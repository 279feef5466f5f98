//! Order API Handlers
//!
//! Every mutating endpoint returns the updated order. Repeated requests whose target is
//! already reached (double clicks) answer 200 with the unchanged order.
//!
//! Mutations accept an optional `If-Match: <version>` header. When present, the change
//! only applies if the order is still at that version; otherwise the answer is 409.

use super::error::bad_body;
use super::AppState;
use crate::clock::Clock;
use crate::model::{Channel, DeliveryStatus, KitchenStatus, Order, OrderDraft, OrderId};
use crate::order_actor::{OrderAction, OrderError};
use crate::store::{OrderFilter, PersistenceHealth};
use crate::transitions::Transition;
use crate::urgency::UrgencyReport;
use axum::extract::rejection::JsonRejection;
use axum::extract::{Path, Query, State};
use axum::http::{header, HeaderMap, StatusCode};
use axum::Json;
use serde::{Deserialize, Serialize};

pub const CHANNEL_HEADER: &str = "x-order-channel";

type ApiResult<T> = Result<T, OrderError>;
type Body<T> = Result<Json<T>, JsonRejection>;

#[derive(Debug, Deserialize)]
pub struct StatusBody<S> {
    pub status: S,
}

#[derive(Debug, Deserialize)]
#[serde(rename_all = "camelCase")]
pub struct CourierBody {
    pub courier_id: String,
    pub courier_name: String,
}

#[derive(Debug, Deserialize)]
pub struct CancelBody {
    #[serde(default)]
    pub reason: String,
}

#[derive(Debug, Serialize)]
pub struct DeleteResponse {
    pub deleted: bool,
}

/// Board row: the order plus its urgency at read time.
#[derive(Debug, Serialize)]
pub struct BoardEntry {
    #[serde(flatten)]
    pub order: Order,
    pub urgent: bool,
}

#[derive(Debug, Serialize)]
pub struct HealthResponse {
    pub status: &'static str,
    pub orders: usize,
    pub persistence: PersistenceHealth,
}

fn parse_id(raw: &str) -> ApiResult<OrderId> {
    raw.parse().map_err(OrderError::Validation)
}

fn expected_version(headers: &HeaderMap) -> ApiResult<Option<u64>> {
    let Some(value) = headers.get(header::IF_MATCH) else {
        return Ok(None);
    };
    value
        .to_str()
        .ok()
        .map(|v| v.trim().trim_matches('"'))
        .and_then(|v| v.parse().ok())
        .map(Some)
        .ok_or_else(|| OrderError::validation("If-Match must be an order version number"))
}

async fn perform(
    state: &AppState,
    raw_id: &str,
    headers: &HeaderMap,
    action: OrderAction,
) -> ApiResult<Json<Order>> {
    let id = parse_id(raw_id)?;
    let version = expected_version(headers)?;
    let outcome = state.store.apply(id, action, version).await?;
    Ok(Json(outcome.entity))
}

/// POST /api/orders - Create an order
///
/// The `X-Order-Channel` header tags the originating channel (default ODIN).
pub async fn create(
    State(state): State<AppState>,
    headers: HeaderMap,
    body: Body<OrderDraft>,
) -> ApiResult<(StatusCode, Json<Order>)> {
    let Json(mut draft) = body.map_err(bad_body)?;
    if let Some(value) = headers.get(CHANNEL_HEADER) {
        draft.channel = value
            .to_str()
            .map_err(|_| OrderError::validation("X-Order-Channel is not valid text"))?
            .parse::<Channel>()
            .map_err(OrderError::Validation)?;
    }
    let order = state.store.create_order(draft).await?;
    Ok((StatusCode::CREATED, Json(order)))
}

/// GET /api/orders - List orders, oldest first
pub async fn list(
    State(state): State<AppState>,
    Query(filter): Query<OrderFilter>,
) -> Json<Vec<Order>> {
    Json(state.store.list(&filter))
}

/// GET /api/orders/{id}
pub async fn get_by_id(
    State(state): State<AppState>,
    Path(id): Path<String>,
) -> ApiResult<Json<Order>> {
    Ok(Json(state.store.get(parse_id(&id)?)?))
}

/// DELETE /api/orders/{id} - Only handed-off or canceled orders are removed
pub async fn delete(
    State(state): State<AppState>,
    Path(id): Path<String>,
) -> ApiResult<Json<DeleteResponse>> {
    let deleted = state.store.delete_order(parse_id(&id)?).await?;
    Ok(Json(DeleteResponse { deleted }))
}

/// POST /api/orders/{id}/kitchen-status
pub async fn set_kitchen_status(
    State(state): State<AppState>,
    Path(id): Path<String>,
    headers: HeaderMap,
    body: Body<StatusBody<KitchenStatus>>,
) -> ApiResult<Json<Order>> {
    let Json(body) = body.map_err(bad_body)?;
    perform(&state, &id, &headers, Transition::Kitchen(body.status).into()).await
}

/// POST /api/orders/{id}/deliver - MESA / PARA_LLEVAR leave the kitchen
pub async fn mark_as_delivered(
    State(state): State<AppState>,
    Path(id): Path<String>,
    headers: HeaderMap,
) -> ApiResult<Json<Order>> {
    perform(&state, &id, &headers, Transition::MarkDelivered.into()).await
}

/// POST /api/orders/{id}/send-to-delivery
pub async fn send_to_delivery(
    State(state): State<AppState>,
    Path(id): Path<String>,
    headers: HeaderMap,
) -> ApiResult<Json<Order>> {
    perform(&state, &id, &headers, Transition::SendToDelivery.into()).await
}

/// POST /api/orders/{id}/delivery-status
pub async fn set_delivery_status(
    State(state): State<AppState>,
    Path(id): Path<String>,
    headers: HeaderMap,
    body: Body<StatusBody<DeliveryStatus>>,
) -> ApiResult<Json<Order>> {
    let Json(body) = body.map_err(bad_body)?;
    perform(&state, &id, &headers, Transition::Delivery(body.status).into()).await
}

/// POST /api/orders/{id}/courier
pub async fn assign_courier(
    State(state): State<AppState>,
    Path(id): Path<String>,
    headers: HeaderMap,
    body: Body<CourierBody>,
) -> ApiResult<Json<Order>> {
    let Json(body) = body.map_err(bad_body)?;
    let transition = Transition::AssignCourier {
        courier_id: body.courier_id,
        courier_name: body.courier_name,
    };
    perform(&state, &id, &headers, transition.into()).await
}

/// POST /api/orders/{id}/cancel
pub async fn cancel(
    State(state): State<AppState>,
    Path(id): Path<String>,
    headers: HeaderMap,
    body: Body<CancelBody>,
) -> ApiResult<Json<Order>> {
    let Json(body) = body.map_err(bad_body)?;
    let transition = Transition::Cancel {
        reason: body.reason,
    };
    perform(&state, &id, &headers, transition.into()).await
}

/// POST /api/orders/{id}/sync/retry - FAILED back to PENDING
pub async fn retry_sync(
    State(state): State<AppState>,
    Path(id): Path<String>,
) -> ApiResult<Json<Order>> {
    Ok(Json(state.tracker.retry(parse_id(&id)?).await?))
}

/// GET /api/boards/kitchen
pub async fn kitchen_board(State(state): State<AppState>) -> Json<Vec<BoardEntry>> {
    let now = state.store.clock().now();
    let entries = state
        .store
        .list(&OrderFilter::kitchen_board())
        .into_iter()
        .map(|order| BoardEntry {
            urgent: state.policy.kitchen_urgent(&order, now),
            order,
        })
        .collect();
    Json(entries)
}

/// GET /api/boards/delivery
pub async fn delivery_board(State(state): State<AppState>) -> Json<Vec<BoardEntry>> {
    let now = state.store.clock().now();
    let entries = state
        .store
        .list(&OrderFilter::delivery_board())
        .into_iter()
        .map(|order| BoardEntry {
            urgent: state.policy.delivery_urgent(&order, now),
            order,
        })
        .collect();
    Json(entries)
}

/// GET /api/urgency - Last report published by the urgency ticker
pub async fn urgency(State(state): State<AppState>) -> Json<UrgencyReport> {
    Json(state.urgency.borrow().clone())
}

/// GET /api/health
pub async fn health(State(state): State<AppState>) -> Json<HealthResponse> {
    let persistence = state.store.persistence_health();
    Json(HealthResponse {
        status: if persistence.is_healthy() {
            "ok"
        } else {
            "degraded"
        },
        orders: state.store.len(),
        persistence,
    })
}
########################################
_WORK ITEM_
Please copy out each line of the listing above that contains the string "BoardEntry".

_RESPONSE BOX_
pub struct BoardEntry {
pub async fn kitchen_board(State(state): State<AppState>) -> Json<Vec<BoardEntry>> {
        .map(|order| BoardEntry {
pub async fn delivery_board(State(state): State<AppState>) -> Json<Vec<BoardEntry>> {
        .map(|order| BoardEntry {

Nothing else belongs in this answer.